Re: [PATCH] drm/bridge: Fix refcount shown via debugfs for encoder_bridges_show()
From: Liu Ying
Date: Mon Mar 16 2026 - 05:57:26 EST
On Fri, Mar 13, 2026 at 06:32:46PM +0100, Luca Ceresoli wrote:
> On Fri Mar 13, 2026 at 11:22 AM CET, Liu Ying wrote:
>> On Fri, Mar 13, 2026 at 10:57:04AM +0100, Luca Ceresoli wrote:
>>> On Fri Mar 13, 2026 at 9:33 AM CET, Liu Ying wrote:
>>>> On Thu, Mar 12, 2026 at 06:30:22PM +0100, Luca Ceresoli wrote:
>>>>> Hello Liu, Maxime,
>>>>>
>>>>> On Thu Mar 12, 2026 at 7:05 AM CET, Liu Ying wrote:
>>>>>> A typical bridge refcount value is 3 after a bridge chain is formed:
>>>>>> - devm_drm_bridge_alloc() initializes the refcount value to be 1.
>>>>>> - drm_bridge_add() gets an additional reference hence 2.
>>>>>> - drm_bridge_attach() gets the third reference hence 3.
>>>>>>
>>>>>> This typical refcount value aligns with allbridges_show()'s behaviour.
>>>>>> However, since encoder_bridges_show() uses
>>>>>> drm_for_each_bridge_in_chain_scoped() to automatically get/put the
>>>>>> bridge reference while iterating, a bogus reference is accidentally
>>>>>> got when showing the wrong typical refcount value as 4 to users via
>>>>>> debugfs. Fix this by caching the refcount value returned from
>>>>>> kref_read() while iterating and explicitly decreasing the cached
>>>>>> refcount value by 1 before showing it to users.
>>>>>
>>>>> Good point, indeed the refcount shown by
>>>>> <debugfs>/dri/<card>/encoder-0/bridges is by one unit higher than the one
>>>>> shown in <debugfs>/dri/bridges. I understand it's puzzling from a debugfs
>>>>> user point of view.
>>>>>
>>>>> As you noticed, this is because the _scoped loop holds an extra ref on the
>>>>> current bridge.
>>>>>
>>>>> For other reasons I proposed a mutex for stronger protection around the
>>>>> bridge chain [v2]. With the mutex the extra ref is redundant, so in [v2]

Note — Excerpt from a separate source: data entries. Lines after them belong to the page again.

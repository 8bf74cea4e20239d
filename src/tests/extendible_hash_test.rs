pub mod test {
    use std::sync::Arc;

    use tempfile::TempDir;

    use crate::{
        buffer::buffer_pool_manager::BufferPoolManager,
        common::config::INVALID_PAGE_ID,
        container::hash::extendible_hash_table::DiskExtendibleHashTable,
        storage::{
            disk::manager::DiskManager,
            index::key::{Crc32Hasher, IdentityHasher, OrdComparator, Rid},
            page::{
                hash_table_directory_page::HashTableDirectoryPage,
                hash_table_header_page::HashTableHeaderPage,
            },
        },
    };

    type IdentityTable = DiskExtendibleHashTable<u32, u32, OrdComparator<u32>, IdentityHasher>;

    fn setup(pool_size: usize) -> (TempDir, Arc<BufferPoolManager>) {
        let _ = env_logger::builder().is_test(true).try_init();

        let dir = TempDir::new().unwrap();
        let disk_manager = Arc::new(DiskManager::new(dir.path().join("test.db")).unwrap());
        let bpm = Arc::new(BufferPoolManager::new(pool_size, disk_manager, 2));
        (dir, bpm)
    }

    fn identity_table(
        bpm: &Arc<BufferPoolManager>,
        header_depth: u32,
        directory_depth: u32,
        bucket_size: u32,
    ) -> IdentityTable {
        DiskExtendibleHashTable::new(
            Arc::clone(bpm),
            OrdComparator::default(),
            IdentityHasher,
            header_depth,
            directory_depth,
            bucket_size,
        )
        .unwrap()
    }

    // Snapshot of the directory that serves hashes with top bits = 0.
    fn first_directory(bpm: &BufferPoolManager, table: &IdentityTable) -> HashTableDirectoryPage {
        let header_guard = bpm.fetch_page_read(table.header_page_id()).unwrap();
        let header = HashTableHeaderPage::decode(header_guard.data());
        let directory_page_id = header.directory_page_id(0);
        drop(header_guard);

        assert_ne!(directory_page_id, INVALID_PAGE_ID);
        let directory_guard = bpm.fetch_page_read(directory_page_id).unwrap();
        HashTableDirectoryPage::decode(directory_guard.data())
    }

    #[test]
    fn insert_then_lookup_then_remove() {
        let (_dir, bpm) = setup(16);
        let table = identity_table(&bpm, 2, 3, 4);

        assert!(table.insert(&1, &10));
        assert!(table.insert(&2, &20));

        assert_eq!(table.get_value(&1), vec![10]);
        assert_eq!(table.get_value(&2), vec![20]);
        assert_eq!(table.get_value(&3), Vec::<u32>::new());

        assert!(table.remove(&1));
        assert_eq!(table.get_value(&1), Vec::<u32>::new());
        assert_eq!(table.get_value(&2), vec![20]);

        assert!(!table.remove(&1), "already removed");
        assert!(!table.remove(&3), "never inserted");
        table.verify_integrity();
    }

    #[test]
    fn duplicate_keys_are_rejected() {
        let (_dir, bpm) = setup(16);
        let table = identity_table(&bpm, 2, 3, 2);

        assert!(table.insert(&7, &70));
        assert!(!table.insert(&7, &71), "duplicate in a bucket with room");
        assert_eq!(table.get_value(&7), vec![70]);

        // Fill the bucket so the duplicate check happens on the split path.
        assert!(table.insert(&15, &150));
        assert!(!table.insert(&7, &72), "duplicate in a full bucket");
        assert_eq!(table.get_value(&7), vec![70]);
        table.verify_integrity();
    }

    #[test]
    fn overflow_splits_the_bucket_by_the_low_bit() {
        let (_dir, bpm) = setup(16);
        let table = identity_table(&bpm, 2, 3, 2);

        // All three keys carry zero top bits, so one directory serves them.
        assert!(table.insert(&1, &0xA1));
        assert!(table.insert(&5, &0xA5));
        assert!(table.insert(&9, &0xA9));

        for key in [1u32, 5, 9] {
            assert_eq!(table.get_value(&key), vec![0xA0 + key], "key {}", key);
        }

        let directory = first_directory(&bpm, &table);
        assert!(directory.global_depth() >= 1, "the directory grew");
        directory.verify_integrity();

        // Distinct routes exist for the two low-bit classes once depth > 0.
        let even_bucket = directory.bucket_page_id(directory.hash_to_bucket_index(0));
        let odd_bucket = directory.bucket_page_id(directory.hash_to_bucket_index(1));
        assert_ne!(even_bucket, odd_bucket);
    }

    #[test]
    fn unsplittable_keys_saturate_the_directory() {
        let (_dir, bpm) = setup(32);
        let table = identity_table(&bpm, 0, 3, 2);

        // Identical low-3 bits everywhere: splitting can never separate
        // these, so the third insert drives the directory to max depth and
        // fails.
        assert!(table.insert(&0, &1));
        assert!(table.insert(&8, &2));
        assert!(!table.insert(&16, &3));

        assert_eq!(table.get_value(&0), vec![1]);
        assert_eq!(table.get_value(&8), vec![2]);
        assert_eq!(table.get_value(&16), Vec::<u32>::new());
        table.verify_integrity();

        let directory = first_directory(&bpm, &table);
        assert_eq!(directory.global_depth(), 3, "growth stopped at max depth");
    }

    #[test]
    fn repeated_splits_eventually_separate_skewed_keys() {
        let (_dir, bpm) = setup(32);
        let table = identity_table(&bpm, 0, 4, 2);

        // 0, 8 and 16 share their low three bits; only the fourth bit
        // tells 8 apart, so the insert of 16 must split four times.
        assert!(table.insert(&0, &1));
        assert!(table.insert(&8, &2));
        assert!(table.insert(&16, &3));

        assert_eq!(table.get_value(&0), vec![1]);
        assert_eq!(table.get_value(&8), vec![2]);
        assert_eq!(table.get_value(&16), vec![3]);
        table.verify_integrity();

        let directory = first_directory(&bpm, &table);
        assert_eq!(directory.global_depth(), 4);
    }

    #[test]
    fn the_sixty_fifth_insert_fails_and_loses_nothing() {
        let (_dir, bpm) = setup(64);
        let table = identity_table(&bpm, 2, 3, 2);

        // Four directories (top two bits) times eight buckets (low three
        // bits) times capacity two: 64 keys fill the table completely.
        let mut keys = Vec::new();
        for top in 0..4u32 {
            for low in 0..8u32 {
                for mid in 0..2u32 {
                    keys.push((top << 30) | (mid << 3) | low);
                }
            }
        }
        assert_eq!(keys.len(), 64);

        for &key in &keys {
            assert!(table.insert(&key, &key), "insert of {:#x}", key);
        }

        // Any further key collides in a saturated bucket.
        assert!(!table.insert(&(1 << 4), &0), "table is full");

        for &key in &keys {
            assert_eq!(table.get_value(&key), vec![key], "lookup of {:#x}", key);
        }
        assert_eq!(table.get_value(&(1 << 4)), Vec::<u32>::new());
        table.verify_integrity();
    }

    #[test]
    fn mapping_invariant_under_churn_with_real_hashing() {
        let (_dir, bpm) = setup(128);
        let table = DiskExtendibleHashTable::<i32, Rid, _, _>::new(
            Arc::clone(&bpm),
            OrdComparator::default(),
            Crc32Hasher,
            1,
            9,
            8,
        )
        .unwrap();

        for key in 0..200i32 {
            assert!(table.insert(&key, &Rid::new(key as u32, 0)), "insert {}", key);
        }
        table.verify_integrity();

        for key in 0..200i32 {
            assert_eq!(table.get_value(&key), vec![Rid::new(key as u32, 0)]);
        }

        // Remove the even half and make sure only it disappears.
        for key in (0..200i32).step_by(2) {
            assert!(table.remove(&key));
        }
        for key in 0..200i32 {
            if key % 2 == 0 {
                assert_eq!(table.get_value(&key), Vec::<Rid>::new());
            } else {
                assert_eq!(table.get_value(&key), vec![Rid::new(key as u32, 0)]);
            }
        }

        // Removed keys can come back with fresh values.
        for key in (0..200i32).step_by(2) {
            assert!(table.insert(&key, &Rid::new(key as u32, 1)));
        }
        for key in (0..200i32).step_by(2) {
            assert_eq!(table.get_value(&key), vec![Rid::new(key as u32, 1)]);
        }
        table.verify_integrity();
    }

    #[test]
    fn concurrent_inserts_from_disjoint_ranges() {
        let (_dir, bpm) = setup(128);
        let table = DiskExtendibleHashTable::<i32, Rid, _, _>::new(
            Arc::clone(&bpm),
            OrdComparator::default(),
            Crc32Hasher,
            1,
            9,
            8,
        )
        .unwrap();

        std::thread::scope(|scope| {
            for worker in 0..4i32 {
                let table = &table;
                scope.spawn(move || {
                    for key in (worker * 50)..(worker * 50 + 50) {
                        assert!(table.insert(&key, &Rid::new(key as u32, 0)));
                    }
                });
            }
        });

        for key in 0..200i32 {
            assert_eq!(table.get_value(&key), vec![Rid::new(key as u32, 0)]);
        }
        table.verify_integrity();
    }
}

>>>>> the extra ref is removed, thus making your patch unneeded. However Maxime
>>>>> asked to keep the extra ref, and so my latest iteration [v4] still has the
>>>>> extra ref.
>>>>>
>>>>> That series is still on the mailing list, we are still in time to rediscuss
>>>>> it.
>>>>>
>>>>> @Maxime: based on the issue Liu is trying to work around, do you think it
>>>>> would make sense to go back to the initial approach for that series?
>>>>> I.e. drm_for_each_bridge_in_chain_scoped() grabs the chain lock, which is a
>>>>> superset of the per-bridge refcount, and thus the refcount can be dropped?
>>>>> This would remove the debugfs issue, slightly simplify
>>>>> drm_for_each_bridge_in_chain_scoped(), and introduce no new issues AFAIK.
>>>>
>>>> Just my take on the chain lock approach - I agree Maxime's comment on [v2]
>>>> that keeping the get/put is a better than using the chain lock to ensure
>>>> the refcount is correct. The chain lock could be added later on if needed.
>>>
>>> Well, no, adding the chain mutex is necessary(*), otherwise Thread A could
>>> iterate over the chain while thread B is adding/removing bridges to/from
>>> the chain.
>>>
>>> And the chain mutex is a superset of the per-bridge refcount, so when
>>> adding the mutex the refcount inside drm_for_each_bridge_in_chain_scoped()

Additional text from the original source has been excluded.